⟨
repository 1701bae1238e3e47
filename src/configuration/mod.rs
pub mod config;
impl PackageRecord {
    /// Build the record for a freshly stored package.
    pub fn new(
        archive: &PackageArchive,
        hashes: BTreeMap<ArtifactKind, ContentHash>,
        published: DateTime<Utc>,
        origin: Origin,
    ) -> Self {
        let m = &archive.manifest;
        Self {
            id: archive.id.clone(),
            version: archive.version.clone(),
            listed: true,
            published,
            downloads: 0,
            origin,
            added: 0,
            authors: m.authors.clone(),
            description: m.description.clone(),
            summary: m.summary.clone(),
            title: m.title.clone(),
            tags: m.tags.clone(),
            icon_url: m.icon_url.clone(),
            license_url: m.license_url.clone(),
            license_expression: m.license_expression.clone(),
            project_url: m.project_url.clone(),
            release_notes: m.release_notes.clone(),
            repository_url: m.repository_url.clone(),
            repository_type: m.repository_type.clone(),
            require_license_acceptance: m.require_license_acceptance,
            min_client_version: m.min_client_version.clone(),
            dependency_groups: m.dependency_groups.clone(),
            target_frameworks: archive.target_frameworks.clone(),
            package_types: m.package_types.clone(),
            hashes,
        }
    }

    /// The normalized key.
    pub fn key(&self) -> PackageKey {
        PackageKey::new(&self.id, &self.version)
    }

    /// Hash of the `.nupkg`.
    pub fn package_hash(&self) -> Option<&ContentHash> {
        self.hashes.get(&ArtifactKind::Package)
    }

    /// Whether an artifact of this kind is stored.
    pub fn has(&self, kind: ArtifactKind) -> bool {
        self.hashes.contains_key(&kind)
    }

    /// Every dependency edge, flattened across groups.
    pub fn dependencies(&self) -> impl Iterator<Item = DependencyEdge> + '_ {
        let package = self.key();
        self.dependency_groups.iter().flat_map(move |group| {
            let package = package.clone();
            group.dependencies.iter().map(move |dependency| DependencyEdge {
                package: package.clone(),
                dependency: dependency.id.to_ascii_lowercase(),
                range: dependency.range.clone(),
                target_framework: group.target_framework.clone(),
            })
        })
    }
}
⟩
What is needed here is an exact copy of all the entries.

repository 1701bae1238e3e47
filename src/configuration/mod.rs
pub mod config;
impl PackageRecord {
    /// Build the record for a freshly stored package.
    pub fn new(
        archive: &PackageArchive,
        hashes: BTreeMap<ArtifactKind, ContentHash>,
        published: DateTime<Utc>,
        origin: Origin,
    ) -> Self {
        let m = &archive.manifest;
        Self {
            id: archive.id.clone(),
            version: archive.version.clone(),
            listed: true,
            published,
            downloads: 0,
            origin,
            added: 0,
            authors: m.authors.clone(),
            description: m.description.clone(),
            summary: m.summary.clone(),
            title: m.title.clone(),
            tags: m.tags.clone(),
            icon_url: m.icon_url.clone(),
            license_url: m.license_url.clone(),
            license_expression: m.license_expression.clone(),
            project_url: m.project_url.clone(),
            release_notes: m.release_notes.clone(),
            repository_url: m.repository_url.clone(),
            repository_type: m.repository_type.clone(),
            require_license_acceptance: m.require_license_acceptance,
            min_client_version: m.min_client_version.clone(),
            dependency_groups: m.dependency_groups.clone(),
            target_frameworks: archive.target_frameworks.clone(),
            package_types: m.package_types.clone(),
            hashes,
        }
    }

    /// The normalized key.
    pub fn key(&self) -> PackageKey {
        PackageKey::new(&self.id, &self.version)
    }

    /// Hash of the `.nupkg`.
    pub fn package_hash(&self) -> Option<&ContentHash> {
        self.hashes.get(&ArtifactKind::Package)
    }

    /// Whether an artifact of this kind is stored.
    pub fn has(&self, kind: ArtifactKind) -> bool {
        self.hashes.contains_key(&kind)
    }

    /// Every dependency edge, flattened across groups.
    pub fn dependencies(&self) -> impl Iterator<Item = DependencyEdge> + '_ {
        let package = self.key();
        self.dependency_groups.iter().flat_map(move |group| {
            let package = package.clone();
            group.dependencies.iter().map(move |dependency| DependencyEdge {
                package: package.clone(),
                dependency: dependency.id.to_ascii_lowercase(),
                range: dependency.range.clone(),
                target_framework: group.target_framework.clone(),
            })
        })
    }
}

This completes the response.